Question: A number consisting of two digits is three times the sum of its digits. If 45 is added to the number, the digits will be interchanged. Find the number.

Solution:

Let the digit at tens place of the two digit number be x and the digits at ones place be y. So, the required number is 10x+y.
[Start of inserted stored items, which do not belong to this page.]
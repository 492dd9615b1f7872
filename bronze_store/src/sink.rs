//! [`DataSink`] backed by `bronze.stock_prices`.

use async_trait::async_trait;
use diesel::{insert_into, result::Error as DieselError};
use diesel_async::{AsyncConnection, RunQueryDsl, scoped_futures::ScopedFutureExt};
use price_ingestor::{
    io::sink::{DataSink, SinkError, UnavailableSnafu, WriteMode, WriteSnafu},
    models::symbol_batch::SymbolBatch,
};
use tracing::debug;

use crate::{db::connection::PgPool, models::NewStockPrice, schema::stock_prices};

/// PostgreSQL caps a statement at 65535 bind parameters; each row binds ten.
pub const MAX_ROWS_PER_STATEMENT: usize = 5_000;

pub struct PgSink {
    pool: PgPool,
    mode: WriteMode,
}

impl PgSink {
    pub fn new(pool: PgPool, mode: WriteMode) -> Self {
        Self { pool, mode }
    }
}

#[async_trait]
impl DataSink for PgSink {
    /// Writes the whole batch in one transaction. In [`WriteMode::Upsert`] rows
    /// whose `(symbol, date, source)` already exist are skipped and not counted.
    async fn write(&self, batch: &SymbolBatch) -> Result<usize, SinkError> {
        let rows = batch
            .iter()
            .map(NewStockPrice::try_from)
            .collect::<Result<Vec<_>, _>>()?;

        let mut conn = self.pool.get().await.map_err(|e| {
            UnavailableSnafu {
                message: e.to_string(),
            }
            .build()
        })?;

        let mode = self.mode;
        let inserted = conn
            .transaction::<usize, DieselError, _>(|conn| {
                async move {
                    let mut inserted = 0;
                    for chunk in rows.chunks(MAX_ROWS_PER_STATEMENT) {
                        let insert = insert_into(stock_prices::table).values(chunk);
                        inserted += match mode {
                            WriteMode::Upsert => {
                                insert
                                    .on_conflict((
                                        stock_prices::symbol,
                                        stock_prices::date,
                                        stock_prices::source,
                                    ))
                                    .do_nothing()
                                    .execute(conn)
                                    .await?
                            }
                            WriteMode::Append => insert.execute(conn).await?,
                        };
                    }
                    Ok(inserted)
                }
                .scope_boxed()
            })
            .await
            .map_err(|e| {
                WriteSnafu {
                    message: e.to_string(),
                }
                .build()
            })?;

        debug!(symbol = batch.symbol(), rows = batch.len(), inserted, ?mode, "batch committed");
        Ok(inserted)
    }
}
According to the question,

Condition I,
The number is three times the sum of its digits.
$or, 10x +y = 3(x+y)$
$or, 10x +y =3x +3y$
$or, 10x -3x = 3y -y$
$or, 7x = 2y$
$or, x = \frac{2y}{7}$ - (i)

Condition II,
If 45 is added to the number, the digits are interchanged.
$or, 10x +y +45 = 10y +x$
$or, 10x -x +45 = 10y -y$
$or, 9x +45 = 9y$
$or, 9(x +5) = 9(y)$
$or, x +5 = y$ - (ii)

Put value of x from equation (i) in equation (ii), we get,

$or, \dfrac{2y}{7} + 5= y$

$or, \dfrac{2y}{7} = y -5$

$or, 2y = 7(y-5)$

$or, 2y = 7y -35$

$or, 35 = 7y-2y$

$or, 5y = 35$

$or, y = \dfrac{35}{5}$

$\therefore y = 7$

Put value of y in equation (i), we get,

$or,  x = \dfrac{2×7}{7}$

$\therefore x = 2$

So, (x,y) = (2,7)
10x = 10×2 = 20
10x +y = 20+7 = 27

Therefore, the required two digit number is 27.